Sooner or later, every developer needs a String of some sort. Reading and writing text is essential for almost any software. Most languages offer a String type for this task, but how about C?
There is no String class in the C programming language. Here strings are represented as a collection of individual characters in an array, the so-called char array. These character strings are then terminated by a specific symbol, the termination character ‘\0’.

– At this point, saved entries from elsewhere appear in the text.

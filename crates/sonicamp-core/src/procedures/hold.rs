//! Cancellable hold

use std::sync::Mutex;
use std::time::Duration;

use tokio::time::Instant;
use tokio_util::sync::CancellationToken;

use super::HoldDuration;
use crate::device::DeviceError;

/// Waits for a duration unless cancelled first
#[derive(Debug)]
pub struct Hold {
    duration: Duration,
    deadline: Mutex<Option<Instant>>,
}

impl Hold {
    /// Hold for `duration`
    pub fn new(duration: HoldDuration) -> Self {
        Self {
            duration: duration.to_duration(),
            deadline: Mutex::new(None),
        }
    }

    /// Total length of the hold
    pub fn duration(&self) -> Duration {
        self.duration
    }

    /// Time left; the full duration before the hold started
    pub fn remaining_time(&self) -> Duration {
        match *self.deadline.lock().unwrap_or_else(|e| e.into_inner()) {
            Some(deadline) => deadline.saturating_duration_since(Instant::now()),
            None => self.duration,
        }
    }

    /// Wait out the duration, or until `cancel` fires
    pub async fn execute(&self, cancel: &CancellationToken) -> Result<(), DeviceError> {
        let deadline = Instant::now() + self.duration;
        *self.deadline.lock().unwrap_or_else(|e| e.into_inner()) = Some(deadline);
        tokio::select! {
            _ = cancel.cancelled() => Err(DeviceError::Cancelled),
            _ = tokio::time::sleep_until(deadline) => Ok(()),
        }
    }
}

/// Hold for `duration`
pub async fn hold(duration: HoldDuration, cancel: &CancellationToken) -> Result<(), DeviceError> {
    Hold::new(duration).execute(cancel).await
}

#[cfg(test)]
mod tests {
    use super::*;

    #[tokio::test(start_paused = true)]
    async fn test_hold_waits_full_duration() {
        let cancel = CancellationToken::new();
        let started = Instant::now();
        let hold = Hold::new(HoldDuration::s(2.0));
        assert_eq!(hold.remaining_time(), Duration::from_secs(2));
        hold.execute(&cancel).await.unwrap();
        assert!(started.elapsed() >= Duration::from_secs(2));
        assert_eq!(hold.remaining_time(), Duration::ZERO);
    }

    #[tokio::test(start_paused = true)]
    async fn test_hold_is_cancellable() {
        let cancel = CancellationToken::new();
        let trigger = cancel.clone();
        tokio::spawn(async move {
            tokio::time::sleep(Duration::from_millis(100)).await;
            trigger.cancel();
        });
        let started = Instant::now();
        let result = hold(HoldDuration::s(60.0), &cancel).await;
        assert!(matches!(result, Err(DeviceError::Cancelled)));
        assert!(started.elapsed() < Duration::from_secs(1));
    }
}
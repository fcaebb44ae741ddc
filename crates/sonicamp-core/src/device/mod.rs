//! Device session
//!
//! The handshake ([`DeviceBuilder`]), the typed session ([`SonicDevice`])
//! and the status it maintains.

mod builder;
mod error;
mod session;
mod status;

pub use builder::DeviceBuilder;
pub use error::DeviceError;
pub use session::{SonicDevice, UpdateStrategy};
pub use status::{Info, Status, StatusHandle, StatusUpdate};
//! Frequency ramps
//!
//! [`RamperLocal`] drives the ramp from the host, one `!f=` per step.
//! [`RamperRemote`] hands the whole ramp to firmware that has `!ramp`.

use async_trait::async_trait;
use tokio_util::sync::CancellationToken;
use tracing::info;

use super::hold::hold;
use super::remote::await_remote_finish;
use super::{
    check_cancelled, release_signal, step, Procedure, ProcedureArgs, ProcedureType, RampArgs,
};
use crate::device::{DeviceError, SonicDevice};
use crate::protocol::{Command, CommandCode};

/// Values of a ramp, produced one at a time
#[derive(Debug, Clone)]
pub struct RampValues {
    next: Option<i64>,
    stop: i64,
    step: i64,
}

impl Iterator for RampValues {
    type Item = i64;

    fn next(&mut self) -> Option<i64> {
        let value = self.next?;
        let past_stop = if self.step > 0 {
            value > self.stop
        } else {
            value < self.stop
        };
        if past_stop {
            self.next = None;
            return None;
        }
        // Ends the ramp instead of wrapping at the i64 bounds
        self.next = value.checked_add(self.step);
        Some(value)
    }
}

/// Inclusive sequence from `start` towards `stop`.
///
/// The sign of `step` is taken from the direction of the ramp; `stop` is
/// included when a whole number of steps reaches it.
pub fn ramp_values(start: i64, stop: i64, step: i64) -> Result<RampValues, DeviceError> {
    if step == 0 {
        return Err(DeviceError::InvalidArgument(
            "ramp step must not be zero".to_string(),
        ));
    }
    let magnitude = step.checked_abs().ok_or_else(|| {
        DeviceError::InvalidArgument(format!("ramp step {step} is out of range"))
    })?;
    let step = if stop >= start { magnitude } else { -magnitude };
    Ok(RampValues {
        next: Some(start),
        stop,
        step,
    })
}

/// Reject ramps whose ends the device cannot be tuned to, before anything is sent
fn check_frequency_range(device: &SonicDevice, args: &RampArgs) -> Result<(), DeviceError> {
    let Some(lookup) = device.command_table().get(CommandCode::SetFrequency) else {
        return Ok(());
    };
    for end in [args.start, args.stop] {
        lookup
            .command_def
            .request(&Command::new(CommandCode::SetFrequency).with_value(end))
            .map_err(DeviceError::InvalidArgument)?;
    }
    Ok(())
}

fn ramp_args(args: &ProcedureArgs) -> Result<&RampArgs, DeviceError> {
    match args {
        ProcedureArgs::Ramp(ramp) => Ok(ramp),
        other => Err(DeviceError::InvalidArgument(format!(
            "ramp cannot run with {} arguments",
            other.procedure_type()
        ))),
    }
}

/// Ramp driven step by step from the host
pub struct RamperLocal;

impl RamperLocal {
    /// Whether the device has `!f=`, `!ON` and `!OFF`
    pub fn is_supported(device: &SonicDevice) -> bool {
        [
            CommandCode::SetFrequency,
            CommandCode::SetOn,
            CommandCode::SetOff,
        ]
        .iter()
        .all(|code| device.has_command(*code))
    }

    async fn run(
        &self,
        device: &SonicDevice,
        args: &RampArgs,
        values: RampValues,
        cancel: &CancellationToken,
    ) -> Result<(), DeviceError> {
        let mut values = values.peekable();
        let pulsed = !args.hold_off.is_zero();

        if device.has_command(CommandCode::GetOverview) {
            check_cancelled(cancel)?;
            device.get_overview().await?;
        }
        if let Some(first) = values.peek() {
            step(
                device,
                Command::new(CommandCode::SetFrequency).with_value(*first),
                cancel,
            )
            .await?;
        }
        step(device, CommandCode::SetOn.into(), cancel).await?;

        for value in values {
            step(
                device,
                Command::new(CommandCode::SetFrequency).with_value(value),
                cancel,
            )
            .await?;
            if pulsed {
                step(device, CommandCode::SetOn.into(), cancel).await?;
            }
            hold(args.hold_on, cancel).await?;
            if pulsed {
                step(device, CommandCode::SetOff.into(), cancel).await?;
                hold(args.hold_off, cancel).await?;
            }
        }

        step(device, CommandCode::SetOff.into(), cancel).await?;
        Ok(())
    }
}

#[async_trait]
impl Procedure for RamperLocal {
    fn procedure_type(&self) -> ProcedureType {
        ProcedureType::Ramp
    }

    async fn execute(
        &self,
        device: &SonicDevice,
        args: &ProcedureArgs,
        cancel: &CancellationToken,
    ) -> Result<(), DeviceError> {
        let args = ramp_args(args)?;
        let values = ramp_values(args.start, args.stop, args.step)?;
        check_frequency_range(device, args)?;
        info!(start = args.start, stop = args.stop, step = args.step, "local ramp");
        let result = self.run(device, args, values, cancel).await;
        if result.is_err() {
            release_signal(device).await;
        }
        result
    }
}

/// Ramp executed by the firmware
pub struct RamperRemote;

impl RamperRemote {
    /// Whether the firmware runs `!ramp` and reports its progress
    pub fn is_supported(device: &SonicDevice) -> bool {
        device.has_command(CommandCode::Ramp) && device.command_table().can_report_procedure()
    }
}

#[async_trait]
impl Procedure for RamperRemote {
    fn procedure_type(&self) -> ProcedureType {
        ProcedureType::Ramp
    }

    async fn execute(
        &self,
        device: &SonicDevice,
        args: &ProcedureArgs,
        cancel: &CancellationToken,
    ) -> Result<(), DeviceError> {
        let args = ramp_args(args)?;
        ramp_values(args.start, args.stop, args.step)?;
        check_frequency_range(device, args)?;
        let request = format!(
            "{},{},{},{},{}",
            args.start,
            args.stop,
            args.step,
            args.hold_on.as_millis(),
            args.hold_off.as_millis()
        );
        info!(%request, "remote ramp");

        let finished = device.status().subscribe_procedure_finished();
        let result = async {
            step(
                device,
                Command::new(CommandCode::Ramp).with_value(request),
                cancel,
            )
            .await?;
            await_remote_finish(device, finished, cancel).await
        }
        .await;
        if result.is_err() {
            release_signal(device).await;
        }
        result
    }
}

C does not have classes per se. And it also does not have a dedicated type for a String. So how can you use strings (or their replacement) in C? The rest of this article reveals the details.
A String Class in C?
There is no String Class or String Datatype in C. Also there are no classes in the C programming language. The only way to represent a String in C is through an array of characters, where a character itself is represented in the datatyp char.
The char datatype which is 1 Byte in size and essentially a number between 0 and 255. The compiler knows how to interpret the number as a character by using the ASCII Table.
Char and the ASCII-Table
The ASCII Table was invented in the 1960s in order to help standardize computer communication in the 1960s.
ASCII (/ˈæskiː/iASS-kee),[3]: 6 abbreviated from American Standard Code for Information Interchange, is a character encoding standard for electronic communication. ASCII codes represent text in computers, telecommunications equipment, and other devices.
https://en.wikipedia.org/wiki/ASCII (visited on 2023/09/14)
In interaction with the ASCII table, each numerical value can be assigned to a corresponding value in the ASCII table. Our alphabet is located in the ASCII rows 65 to 122, where ‘A’ to ‘Z’ are 65 to 90 and ‘a’ to ‘z’ are 97 to 122.
Due to its numeric nature, a chararacter can also be interchanged with the number it represents in the ASCII Table. The following example demonstrates this.
#include <stdio.h>
int main()
{
char example = 'a'; /* 97 in ASCII */
printf("%c\n", example); /* Prints 'a' */
printf("%d\n", example); /* Prints 97 */
example = 98;
printf("%c\", example); /* Prints 'b' */
}
String Representation in Plain C
Now we know how characters are represented and stored in C, but how do we actually show and store a whole String? The answer is character arrays.
The biggest disadvantage is that you cannot have Strings that are dynamic in size, because the size of an array is fixed in C, regardless of its datatype. So you are basically left with two options, either youmake the array as big as it can (should) maximally get up front or you reallocate the memory every time the array changes.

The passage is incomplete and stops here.